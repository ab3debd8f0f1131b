//! # tinylink
//!
//! A URL shortener with click analytics built with Axum and SQLite.
//!
//! ## Architecture
//!
//! The crate is split into layers:
//!
//! - **Domain Layer** ([`domain`]) - Entities, repository traits, click pipeline and aggregation
//! - **Application Layer** ([`application`]) - Link, analytics and auth services
//! - **Infrastructure Layer** ([`infrastructure`]) - SQLite repositories and the resolver cache
//! - **API Layer** ([`api`]) - REST handlers, DTOs, and middleware
//! - **Web Layer** ([`web`]) - Serving the single-page frontend build
//!
//! ## Features
//!
//! - Random or custom short codes with reserved-word protection
//! - Expiring and disableable links (410 Gone)
//! - Asynchronous click tracking through a bounded queue
//! - Per-link and dashboard analytics with CSV/JSON export
//! - Optional Redis cache for fast redirects
//! - Bearer token authentication and rate limiting
//!
//! ## Quick Start
//!
//! ```bash
//! export TOKEN_SIGNING_SECRET="change-me"
//! export DB_PATH="tinylink.db"              # Optional
//! export REDIS_URL="redis://localhost:6379" # Optional
//!
//! cargo run --bin admin -- user create --email me@example.com
//! cargo run --bin admin -- token create --email me@example.com
//! cargo run
//! ```
//!
//! ## Configuration
//!
//! Service configuration is loaded from environment variables via [`config::Config`].

pub mod api;
pub mod application;
pub mod domain;
pub mod error;
pub mod infrastructure;
pub mod state;
pub mod utils;

pub mod config;
pub mod server;

pub mod routes;
pub mod web;

pub use error::AppError;
pub use state::AppState;

/// Commonly used types for external consumers.
///
/// Re-exports frequently used types to simplify imports for library users
/// and integration tests.
pub mod prelude {
    pub use crate::application::services::{AnalyticsService, AuthService, LinkService};
    pub use crate::domain::entities::{AuthUser, ClickLog, Link, NewLink};
    pub use crate::error::AppError;
    pub use crate::state::AppState;
}
//! Per-client rate limiting using a token bucket.

use axum::Router;
use governor::clock::QuantaInstant;
use governor::middleware::NoOpMiddleware;
use std::sync::Arc;
use tower_governor::{
    GovernorLayer,
    governor::GovernorConfigBuilder,
    key_extractor::{KeyExtractor, PeerIpKeyExtractor, SmartIpKeyExtractor},
};

/// Sustained requests per second replenished per client.
const PER_SECOND: u64 = 2;
/// Requests a client may burst before being throttled.
const BURST_SIZE: u32 = 100;

type Layer<K> = GovernorLayer<K, NoOpMiddleware<QuantaInstant>, axum::body::Body>;

fn build<K: KeyExtractor>(key_extractor: K) -> Layer<K> {
    let governor_conf = Arc::new(
        GovernorConfigBuilder::default()
            .per_second(PER_SECOND)
            .burst_size(BURST_SIZE)
            .key_extractor(key_extractor)
            .finish()
            .expect("rate limit quota is non-zero"),
    );

    GovernorLayer::new(governor_conf)
}

/// Limits by socket peer address.
pub fn peer_layer() -> Layer<PeerIpKeyExtractor> {
    build(PeerIpKeyExtractor)
}

/// Limits by the client address reported by a reverse proxy
/// (`X-Forwarded-For`, `X-Real-IP`, `Forwarded`), falling back to the peer.
pub fn proxy_layer() -> Layer<SmartIpKeyExtractor> {
    build(SmartIpKeyExtractor)
}

/// Applies the limiter matching the deployment to `router`.
///
/// Requests exceeding the limit receive `429 Too Many Requests`.
///
/// # Example
///
/// ```rust,ignore
/// let api = rate_limit::apply(api::routes::api_routes(state.clone()), config.behind_proxy);
/// ```
pub fn apply<S>(router: Router<S>, behind_proxy: bool) -> Router<S>
where
    S: Clone + Send + Sync + 'static,
{
    if behind_proxy {
        router.layer(proxy_layer())
    } else {
        router.layer(peer_layer())
    }
}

++++++++++++++++++++

# EXERCISE REQUIREMENTS
Using the records above, find and show each line with the string "PeerIpKeyExtractor".

# WRITTEN ANSWER
    key_extractor::{KeyExtractor, PeerIpKeyExtractor, SmartIpKeyExtractor},
pub fn peer_layer() -> Layer<PeerIpKeyExtractor> {
    build(PeerIpKeyExtractor)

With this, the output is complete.